• **TASK ITEM**: Scan the entries below for the word "conversions", then copy each line that holds it.

• **RECORDS SHOWN**:
■ ■ ■
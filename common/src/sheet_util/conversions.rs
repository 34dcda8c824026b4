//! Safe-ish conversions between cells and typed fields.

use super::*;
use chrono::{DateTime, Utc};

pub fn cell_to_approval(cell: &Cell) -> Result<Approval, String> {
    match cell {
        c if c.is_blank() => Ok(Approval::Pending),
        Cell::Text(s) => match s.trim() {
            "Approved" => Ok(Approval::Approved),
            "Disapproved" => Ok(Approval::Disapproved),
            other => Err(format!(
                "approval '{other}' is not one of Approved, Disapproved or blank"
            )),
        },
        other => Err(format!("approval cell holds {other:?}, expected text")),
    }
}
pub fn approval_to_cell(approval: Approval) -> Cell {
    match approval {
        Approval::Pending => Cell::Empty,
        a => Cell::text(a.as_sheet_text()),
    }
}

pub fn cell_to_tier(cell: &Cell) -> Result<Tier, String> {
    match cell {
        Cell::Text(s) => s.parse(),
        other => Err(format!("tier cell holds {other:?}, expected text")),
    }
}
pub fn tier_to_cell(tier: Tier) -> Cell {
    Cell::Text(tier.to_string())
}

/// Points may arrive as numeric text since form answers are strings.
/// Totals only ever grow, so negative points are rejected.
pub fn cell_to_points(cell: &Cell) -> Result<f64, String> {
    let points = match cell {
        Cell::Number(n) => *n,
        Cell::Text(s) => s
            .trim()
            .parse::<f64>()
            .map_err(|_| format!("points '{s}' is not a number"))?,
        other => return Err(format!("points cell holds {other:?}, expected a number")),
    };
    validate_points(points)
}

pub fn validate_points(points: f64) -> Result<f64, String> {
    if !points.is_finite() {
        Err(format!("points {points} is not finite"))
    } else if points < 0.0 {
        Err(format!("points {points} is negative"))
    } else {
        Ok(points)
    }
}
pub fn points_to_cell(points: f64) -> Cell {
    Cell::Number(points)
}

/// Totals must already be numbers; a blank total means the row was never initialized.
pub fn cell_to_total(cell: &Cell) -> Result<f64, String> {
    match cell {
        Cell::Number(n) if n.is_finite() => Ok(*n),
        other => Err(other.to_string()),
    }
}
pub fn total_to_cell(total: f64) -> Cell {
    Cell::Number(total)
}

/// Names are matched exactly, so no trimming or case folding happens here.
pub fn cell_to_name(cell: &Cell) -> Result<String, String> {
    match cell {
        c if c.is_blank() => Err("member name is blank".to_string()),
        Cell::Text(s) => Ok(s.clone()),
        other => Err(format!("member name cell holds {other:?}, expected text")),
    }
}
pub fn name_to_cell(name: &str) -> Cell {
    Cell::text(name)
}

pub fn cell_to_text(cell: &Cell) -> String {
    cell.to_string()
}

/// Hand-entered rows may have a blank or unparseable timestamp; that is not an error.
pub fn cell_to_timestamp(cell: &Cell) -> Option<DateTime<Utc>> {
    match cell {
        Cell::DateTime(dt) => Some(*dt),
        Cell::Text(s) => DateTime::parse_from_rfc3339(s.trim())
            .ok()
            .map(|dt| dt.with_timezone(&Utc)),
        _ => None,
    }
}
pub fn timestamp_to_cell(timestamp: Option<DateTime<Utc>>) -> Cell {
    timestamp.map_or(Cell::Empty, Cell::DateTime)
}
■ ■ ■
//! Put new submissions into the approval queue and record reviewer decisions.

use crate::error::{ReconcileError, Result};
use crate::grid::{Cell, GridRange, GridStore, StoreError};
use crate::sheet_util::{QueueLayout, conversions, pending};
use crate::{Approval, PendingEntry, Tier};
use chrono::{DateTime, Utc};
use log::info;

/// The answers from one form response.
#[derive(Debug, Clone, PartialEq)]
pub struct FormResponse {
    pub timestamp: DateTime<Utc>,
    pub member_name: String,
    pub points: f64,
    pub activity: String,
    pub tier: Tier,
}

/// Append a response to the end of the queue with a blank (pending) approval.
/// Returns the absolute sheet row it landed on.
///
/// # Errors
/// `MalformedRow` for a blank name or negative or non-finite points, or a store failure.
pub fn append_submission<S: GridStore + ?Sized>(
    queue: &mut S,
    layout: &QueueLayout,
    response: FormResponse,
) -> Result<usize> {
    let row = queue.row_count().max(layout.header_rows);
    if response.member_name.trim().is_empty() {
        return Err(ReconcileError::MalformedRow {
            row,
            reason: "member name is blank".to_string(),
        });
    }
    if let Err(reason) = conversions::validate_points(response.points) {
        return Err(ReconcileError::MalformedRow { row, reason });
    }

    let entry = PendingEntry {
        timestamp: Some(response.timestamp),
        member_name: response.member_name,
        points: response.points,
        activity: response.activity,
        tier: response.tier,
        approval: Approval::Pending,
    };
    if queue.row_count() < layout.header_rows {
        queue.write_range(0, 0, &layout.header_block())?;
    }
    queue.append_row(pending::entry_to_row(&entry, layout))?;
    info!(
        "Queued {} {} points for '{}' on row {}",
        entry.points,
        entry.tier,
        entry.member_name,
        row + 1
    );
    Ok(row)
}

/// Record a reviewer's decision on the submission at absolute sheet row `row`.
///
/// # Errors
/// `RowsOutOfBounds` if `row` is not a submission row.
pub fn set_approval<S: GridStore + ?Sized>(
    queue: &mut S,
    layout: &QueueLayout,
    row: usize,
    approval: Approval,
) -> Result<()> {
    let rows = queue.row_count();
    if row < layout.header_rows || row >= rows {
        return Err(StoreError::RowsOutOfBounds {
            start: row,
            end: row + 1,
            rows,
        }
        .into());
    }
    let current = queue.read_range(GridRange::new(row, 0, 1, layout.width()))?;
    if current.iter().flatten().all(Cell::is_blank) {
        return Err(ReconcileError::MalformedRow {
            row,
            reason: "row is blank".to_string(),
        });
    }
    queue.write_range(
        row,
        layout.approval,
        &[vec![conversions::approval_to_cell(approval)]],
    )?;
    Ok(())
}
■ ■ ■
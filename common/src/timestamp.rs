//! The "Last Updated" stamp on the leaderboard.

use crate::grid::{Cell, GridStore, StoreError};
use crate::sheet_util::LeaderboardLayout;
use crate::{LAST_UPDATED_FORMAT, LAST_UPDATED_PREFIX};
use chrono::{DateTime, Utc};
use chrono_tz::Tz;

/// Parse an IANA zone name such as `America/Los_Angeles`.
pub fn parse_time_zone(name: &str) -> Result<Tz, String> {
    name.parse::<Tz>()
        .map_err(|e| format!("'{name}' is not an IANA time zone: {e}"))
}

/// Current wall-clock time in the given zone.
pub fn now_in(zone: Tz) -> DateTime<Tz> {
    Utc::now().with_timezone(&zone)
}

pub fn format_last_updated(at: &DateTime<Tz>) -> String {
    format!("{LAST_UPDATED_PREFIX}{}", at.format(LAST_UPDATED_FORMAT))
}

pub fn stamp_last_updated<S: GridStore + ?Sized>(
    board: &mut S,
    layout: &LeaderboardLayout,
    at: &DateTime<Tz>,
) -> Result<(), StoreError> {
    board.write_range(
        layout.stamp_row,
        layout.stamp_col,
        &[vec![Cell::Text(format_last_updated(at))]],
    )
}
■ ■ ■
• **RESULT BELOW**:
filename common/src/sheet_util/conversions.rs
//! Safe-ish conversions between cells and typed fields.
use crate::sheet_util::{QueueLayout, conversions, pending};
    if let Err(reason) = conversions::validate_points(response.points) {
        &[vec![conversions::approval_to_cell(approval)]],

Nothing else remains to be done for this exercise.